Knut Biber, Research Fellow & Head of Glial Biology Team, AbbVie, explained that microglia are not passive bystanders but active participants in AD progression. Genetic studies (GWAS) show that many AD-associated genes are highly or exclusively expressed in microglia, implicating them in the spread of tau pathology and the development of full-blown AD.  

Biber stressed that microglial response to amyloid plaque is complex and context-dependent. For instance, in elderly patients with amyloid pathology but no dementia, microglial clustering is rare.  

The responses vary depending on the presence of tau and amyloid, which differ between AD patients and healthy controls. This implies that microglial activation is not a uniform or inevitable process, making it quite puzzling. 

Biber and his colleagues used single-nucleus RNA-seq to identify multiple microglial clusters with distinct transcriptomic profiles across different brain regions and disease stages.

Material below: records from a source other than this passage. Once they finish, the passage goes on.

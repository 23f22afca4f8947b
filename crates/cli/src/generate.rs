// generate: assemble the form and write the configuration artifact.

use std::io::Write;
use std::path::PathBuf;

use reconmap_core::{Clock, Source, SystemClock};
use reconmap_io::{write_config, ConfigArtifact};

use crate::{App, CliError};

pub fn cmd_generate(app: &App, stdout: bool, download: Option<PathBuf>) -> Result<(), CliError> {
    let artifact = generate(app, &SystemClock)?;
    eprintln!("wrote {}", artifact.path.display());

    if let Some(target) = download {
        let delivered = artifact.deliver(&target)?;
        log::info!("delivered {} as {}", artifact.file_name, artifact.mime());
        eprintln!("downloaded {}", delivered.display());
    }

    if stdout {
        let mut out = std::io::stdout().lock();
        out.write_all(&artifact.bytes)
            .and_then(|()| out.flush())
            .map_err(|e| CliError::write(format!("cannot write to stdout: {e}")))?;
    }

    Ok(())
}

fn generate(app: &App, clock: &dyn Clock) -> Result<ConfigArtifact, CliError> {
    let form = app.store.load()?;

    if !form.both_sources_loaded() {
        let missing: Vec<&str> = Source::BOTH
            .into_iter()
            .filter(|&s| form.source(s).is_none())
            .map(|s| s.as_str())
            .collect();
        return Err(CliError::not_ready(format!(
            "both source files must be loaded (missing: {})",
            missing.join(", ")
        ))
        .with_hint(format!("reconmap source set {} <file>", missing[0])));
    }

    for stale in form.stale_columns() {
        log::warn!(
            "{} #{} uses column '{}' which {} does not have",
            stale.kind,
            stale.row,
            stale.column,
            stale.source
        );
    }

    // One reading feeds both the document timestamp and the file name.
    let now = clock.now();
    let config = form.assemble(now);
    log::info!(
        "assembled '{}': {} of {} mappings, {} of {} filters",
        config.journey_name,
        config.mappings.len(),
        form.mappings.len(),
        config.filters.len(),
        form.filters.len()
    );

    Ok(write_config(&config, &app.settings.output_dir, &app.settings.json_prefix, now)?)
}
use chrono::{Local, NaiveDateTime};

/// Source of "now" for timestamps in the emitted document and its file name.
pub trait Clock {
    fn now(&self) -> NaiveDateTime;
}

/// Local wall-clock time.
#[derive(Debug, Clone, Copy, Default)]
pub struct SystemClock;

impl Clock for SystemClock {
    fn now(&self) -> NaiveDateTime {
        Local::now().naive_local()
    }
}

/// Always returns the same instant.
#[derive(Debug, Clone, Copy)]
pub struct FixedClock(pub NaiveDateTime);

impl Clock for FixedClock {
    fn now(&self) -> NaiveDateTime {
        self.0
    }
}
// Excel header and row-count extraction (xlsx, xls, xlsm, xlsb, ods)

use std::path::Path;

use calamine::{open_workbook_auto, Data, Reader, Sheets};

/// Header cells and data-row count of the first worksheet.
///
/// The first row of the used range is the header. Rows with no non-empty
/// cell are not counted.
pub fn summarize(path: &Path) -> Result<(Vec<String>, usize), String> {
    let mut workbook: Sheets<_> = open_workbook_auto(path)
        .map_err(|e| format!("Failed to open Excel file: {}", e))?;

    let first = workbook
        .sheet_names()
        .first()
        .cloned()
        .ok_or_else(|| "Excel file contains no sheets".to_string())?;

    let range = workbook
        .worksheet_range(&first)
        .map_err(|e| format!("Failed to read sheet '{}': {}", first, e))?;

    let mut rows = range.rows();
    let Some(header_row) = rows.next() else {
        return Ok((Vec::new(), 0));
    };

    let header: Vec<String> = header_row.iter().map(cell_text).collect();
    let count = rows
        .filter(|row| row.iter().any(|cell| !matches!(cell, Data::Empty)))
        .count();

    Ok((header, count))
}

fn cell_text(cell: &Data) -> String {
    match cell {
        Data::Empty => String::new(),
        Data::String(s) => s.clone(),
        // Integral floats as "2024", not "2024.0"
        Data::Float(f) if f.fract() == 0.0 && f.abs() < 1e15 => format!("{}", *f as i64),
        other => other.to_string(),
    }
}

These clusters show varied inflammatory tones and correlate differently with tau and amyloid loads, thus revealing specific trajectories of microglial transformation during disease progression. 

To dig a little deeper into physiology, the team began selectively targeting microglia subtypes. More precisely, they selected those with an interferon signature. From this procedure, the researchers were able to unpack that using a variety of pathways could produce a shift in the overall microglia population, meaning they have a solid understanding of what kind of microglia population one needs to target to bring down the AD population.  

Biber explained that modulating just a small fraction (5–6%) of microglia can significantly impact AD pathology without harming beneficial microglial functions. He concluded his presentation with a word of caution against the broad-spectrum inhibition of microglia. Since microglia have both protective and detrimental roles, indiscriminate suppression could worsen outcomes. Therefore, precision targeting of specific dysfunctional microglial populations is essential for safe therapeutic strategies.